Un espeso silencio se adueñó del comedor. Ni Gabriel ni Ivy se esperaban una declaración semejante y se quedaron pasmados. Quizás habían subestimado para sus adentros la intensidad de los sentimientos de Joseph por mí. Ni siquiera yo misma podía creer que hubiera dicho aquellas palabras en voz alta. Hice un esfuerzo para mantener la compostura y seguir comiendo en silencio, pero no pude evitar que se me iluminara la cara con una sonrisa y alargué el brazo hasta el otro lado de la mesa para estrecharle a Joseph la mano. Gabriel miró para otro lado con toda intención, pero yo todavía se la estreché con más fuerza. El verbo «amar» reverberaba en mi cerebro, como si alguien lo hubiera conjugado a gritos por un altavoz. Él me amaba. A Joseph Jonas le tenía sin cuidado que fuese pálida como un fantasma, que apenas comprendiera cómo funcionaba el mundo y que tuviese tendencia a soltar plumas blancas. Aun así me quería. Me amaba. Me sentí tan feliz que, si Joseph no me hubiera tenido sujeta de la mano, habría empezado a flotar por los aires.

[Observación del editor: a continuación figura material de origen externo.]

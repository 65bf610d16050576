//! Fetcher that combines the response cache with retrying execution.

use serde_json::Value;
use std::sync::Arc;
use std::time::Duration;
use tokio::time::Instant;
use tracing::{debug, error, info, warn};

use crate::cache::{CacheStorage, RequestKey};

use super::executor::{ExecError, QueryExecutor, RemoteRequest};
use super::outcome::FetchOutcome;
use super::policy::RetryPolicy;

/// Read-through cache in front of a retrying query executor.
///
/// 1. Check cache - if fresh, return immediately
/// 2. Otherwise run the request, up to `max_attempts` times with backoff
/// 3. Store a successful payload and return it
///
/// Not-found answers and rejected requests are returned at once and never
/// cached. Entries are only replaced, never invalidated early.
pub struct ResilientFetcher<E, S> {
  executor: Arc<E>,
  storage: Arc<S>,
  policy: RetryPolicy,
  /// How long a stored response stays fresh
  ttl: Duration,
}

impl<E: QueryExecutor, S: CacheStorage> ResilientFetcher<E, S> {
  /// Create a fetcher owning its executor and cache storage.
  pub fn new(executor: E, storage: S, policy: RetryPolicy, ttl: Duration) -> Self {
    Self::with_shared_storage(executor, Arc::new(storage), policy, ttl)
  }

  /// Create a fetcher whose cache storage is shared with other owners.
  pub fn with_shared_storage(
    executor: E,
    storage: Arc<S>,
    policy: RetryPolicy,
    ttl: Duration,
  ) -> Self {
    Self {
      executor: Arc::new(executor),
      storage,
      policy,
      ttl,
    }
  }

  pub fn executor(&self) -> &E {
    &self.executor
  }

  pub fn storage(&self) -> &S {
    &self.storage
  }

  pub fn policy(&self) -> &RetryPolicy {
    &self.policy
  }

  pub fn ttl(&self) -> Duration {
    self.ttl
  }

  /// An entry stored at `stored_at` is stale once `ttl` has fully elapsed.
  fn is_stale(&self, stored_at: Instant) -> bool {
    Instant::now().saturating_duration_since(stored_at) >= self.ttl
  }

  fn cached(&self, key: &RequestKey, request: &RemoteRequest) -> Option<Value> {
    match self.storage.get(key) {
      Ok(Some(cached)) if !self.is_stale(cached.stored_at) => {
        debug!(key = %key, request = %request.describe(), "cache hit");
        Some(cached.value)
      }
      Ok(Some(_)) => {
        debug!(key = %key, request = %request.describe(), "cache entry stale");
        None
      }
      Ok(None) => {
        debug!(key = %key, request = %request.describe(), "cache miss");
        None
      }
      Err(e) => {
        warn!(key = %key, error = %e, "cache read failed, fetching from network");
        None
      }
    }
  }

  /// Fetch the response for `request`.
  pub async fn fetch(&self, request: &RemoteRequest) -> FetchOutcome<Value> {
    let key = request.cache_key();

    if let Some(value) = self.cached(&key, request) {
      return FetchOutcome::Success(value);
    }

    let max_attempts = self.policy.max_attempts();
    let mut last_error = None;

    for attempt in 0..max_attempts {
      debug!(
        attempt = attempt + 1,
        max_attempts,
        request = %request.describe(),
        "executing remote request"
      );

      let result = match tokio::time::timeout(
        self.policy.attempt_timeout(),
        self.executor.execute(request),
      )
      .await
      {
        Ok(result) => result,
        Err(_) => Err(ExecError::Timeout(self.policy.attempt_timeout())),
      };

      match result {
        Ok(value) => {
          if let Err(e) = self.storage.put(&key, &value, Instant::now()) {
            warn!(key = %key, error = %e, "failed to store response in cache");
          }
          return FetchOutcome::Success(value);
        }
        Err(ExecError::NotFound) => {
          info!(request = %request.describe(), "not found");
          return FetchOutcome::Empty;
        }
        Err(err) if !err.is_retryable() => {
          warn!(request = %request.describe(), error = %err, "request rejected");
          return FetchOutcome::Failed(err.to_string());
        }
        Err(err) => {
          warn!(
            attempt = attempt + 1,
            request = %request.describe(),
            error = %err,
            "attempt failed"
          );
          last_error = Some(err);

          if let Some(delay) = self.policy.delay_after(attempt) {
            debug!(delay_ms = delay.as_millis() as u64, "waiting before retry");
            tokio::time::sleep(delay).await;
          }
        }
      }
    }

    let reason = last_error
      .map(|e| e.to_string())
      .unwrap_or_else(|| "no attempt was made".to_string());
    error!(
      attempts = max_attempts,
      request = %request.describe(),
      reason = %reason,
      "all retry attempts failed"
    );
    FetchOutcome::Failed(reason)
  }
}

impl<E, S> Clone for ResilientFetcher<E, S> {
  fn clone(&self) -> Self {
    Self {
      executor: Arc::clone(&self.executor),
      storage: Arc::clone(&self.storage),
      policy: self.policy,
      ttl: self.ttl,
    }
  }
}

—En ese caso, podemos pasar rápidamente al segundo punto de la noche —dijo Gabriel, ahora inesperadamente incómodo—. (Tn) tiende a meterse en situaciones complicadas y en este momento sólo nos tiene a nosotros para cuidar de ella.
Me irritaba aquel modo de hablar de mí en tercera persona, como si no estuviera presente, pero me pareció que no era el momento adecuado para interrumpir.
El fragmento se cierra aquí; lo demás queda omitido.